**Excerpted data**
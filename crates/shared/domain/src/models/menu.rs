use serde::{Deserialize, Serialize};
use strum_macros::{AsRefStr, Display, EnumString};

#[derive(
    Debug, Clone, Copy, PartialEq, Eq, Hash, Serialize, Deserialize, Display, AsRefStr, EnumString,
)]
#[serde(rename_all = "SCREAMING_SNAKE_CASE")]
#[strum(serialize_all = "SCREAMING_SNAKE_CASE", ascii_case_insensitive)]
pub enum CuisineType {
    Meat,
    Fish,
    Veg,
    Vegan,
}

#[derive(Debug, Clone, PartialEq, Eq, Serialize, Deserialize)]
#[serde(rename_all = "camelCase")]
pub struct MenuItem {
    pub id: String,
    pub restaurant_id: String,
    pub name: String,
    #[serde(default)]
    pub description: Option<String>,
    pub price_cents: i64,
    #[serde(default)]
    pub image_url: Option<String>,
    pub is_available: bool,
    pub cuisine: CuisineType,
    #[serde(default, skip_serializing_if = "Option::is_none")]
    pub created_at: Option<String>,
    #[serde(default, skip_serializing_if = "Option::is_none")]
    pub updated_at: Option<String>,
}

impl MenuItem {
    /// Stand-in for a cart line whose item could not be loaded.
    #[must_use]
    pub fn placeholder(id: impl Into<String>) -> Self {
        Self {
            id: id.into(),
            restaurant_id: String::new(),
            name: "Item not found".to_owned(),
            description: None,
            price_cents: 0,
            image_url: None,
            is_available: false,
            cuisine: CuisineType::Meat,
            created_at: None,
            updated_at: None,
        }
    }
}

#[derive(Debug, Clone, PartialEq, Eq, Serialize, Deserialize)]
#[serde(rename_all = "camelCase")]
pub struct CreateMenuItemInput {
    pub name: String,
    #[serde(default, skip_serializing_if = "Option::is_none")]
    pub description: Option<String>,
    pub price_cents: i64,
    #[serde(default, skip_serializing_if = "Option::is_none")]
    pub image_url: Option<String>,
    #[serde(default = "available_by_default")]
    pub is_available: bool,
    pub cuisine: CuisineType,
}

const fn available_by_default() -> bool {
    true
}

impl CreateMenuItemInput {
    /// Trims the name and rejects items that cannot be listed.
    pub fn validate(mut self) -> Result<Self, &'static str> {
        self.name = self.name.trim().to_owned();
        if self.name.is_empty() {
            return Err("Name is required.");
        }
        if self.price_cents <= 0 {
            return Err("Price must be greater than zero.");
        }
        Ok(self)
    }
}

/// Partial update; absent fields are left untouched by the backend.
#[derive(Debug, Clone, Default, PartialEq, Eq, Serialize, Deserialize)]
#[serde(rename_all = "camelCase")]
pub struct UpdateMenuItemInput {
    #[serde(default, skip_serializing_if = "Option::is_none")]
    pub name: Option<String>,
    #[serde(default, skip_serializing_if = "Option::is_none")]
    pub description: Option<String>,
    #[serde(default, skip_serializing_if = "Option::is_none")]
    pub price_cents: Option<i64>,
    #[serde(default, skip_serializing_if = "Option::is_none")]
    pub image_url: Option<String>,
    #[serde(default, skip_serializing_if = "Option::is_none")]
    pub is_available: Option<bool>,
    #[serde(default, skip_serializing_if = "Option::is_none")]
    pub cuisine: Option<CuisineType>,
}

/// `GET /menu-items` filters.
#[derive(Debug, Clone, Default, PartialEq, Eq, Serialize, Deserialize)]
#[serde(rename_all = "camelCase")]
pub struct MenuFilter {
    #[serde(default, skip_serializing_if = "Option::is_none")]
    pub cuisine: Option<CuisineType>,
    #[serde(default, skip_serializing_if = "Option::is_none")]
    pub min_price: Option<i64>,
}
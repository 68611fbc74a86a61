//! The one place where backend replies are normalized.
//!
//! The backend answers either with an envelope (`{ "success": true, "data": .., "message": .. }`)
//! or with the bare payload. Both are accepted here so no caller has to guess.

use crate::error::BackendError;
use serde::de::DeserializeOwned;
use serde_json::Value;

const DATA_KEY: &str = "data";
const MESSAGE_KEY: &str = "message";
const ERROR_KEY: &str = "error";

/// A decoded payload together with the backend's optional confirmation message.
#[derive(Debug, Clone, PartialEq, Eq)]
pub struct Envelope<T> {
    pub data: T,
    pub message: Option<String>,
}

/// Parses a body into JSON. An empty body is `null`.
pub(crate) fn parse_body(bytes: &[u8]) -> Result<Value, BackendError> {
    if bytes.iter().all(u8::is_ascii_whitespace) {
        return Ok(Value::Null);
    }
    Ok(serde_json::from_slice(bytes)?)
}

/// Unwraps `data` from an envelope, or takes the value as-is.
pub fn decode<T: DeserializeOwned>(value: Value) -> Result<Envelope<T>, BackendError> {
    let (payload, message) = match value {
        Value::Object(mut map) if map.contains_key(DATA_KEY) => {
            let message = string_field(&map, MESSAGE_KEY);
            (map.remove(DATA_KEY).unwrap_or(Value::Null), message)
        },
        other => (other, None),
    };

    Ok(Envelope { data: serde_json::from_value(payload)?, message })
}

/// Best explanation carried by an error body: `message`, else `error`, else empty.
#[must_use]
pub fn error_message(value: &Value) -> String {
    let Value::Object(map) = value else {
        return String::new();
    };
    string_field(map, MESSAGE_KEY).or_else(|| string_field(map, ERROR_KEY)).unwrap_or_default()
}

fn string_field(map: &serde_json::Map<String, Value>, key: &str) -> Option<String> {
    map.get(key).and_then(Value::as_str).map(str::to_owned)
}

**About this task**
From the data above, reproduce word for word the lines running from the line with "use serde::de::DeserializeOwned;" to the line with "optional confirmation message.", ends included.

**Response for this exercise**
use serde::de::DeserializeOwned;
use serde_json::Value;

const DATA_KEY: &str = "data";
const MESSAGE_KEY: &str = "message";
const ERROR_KEY: &str = "error";

/// A decoded payload together with the backend's optional confirmation message.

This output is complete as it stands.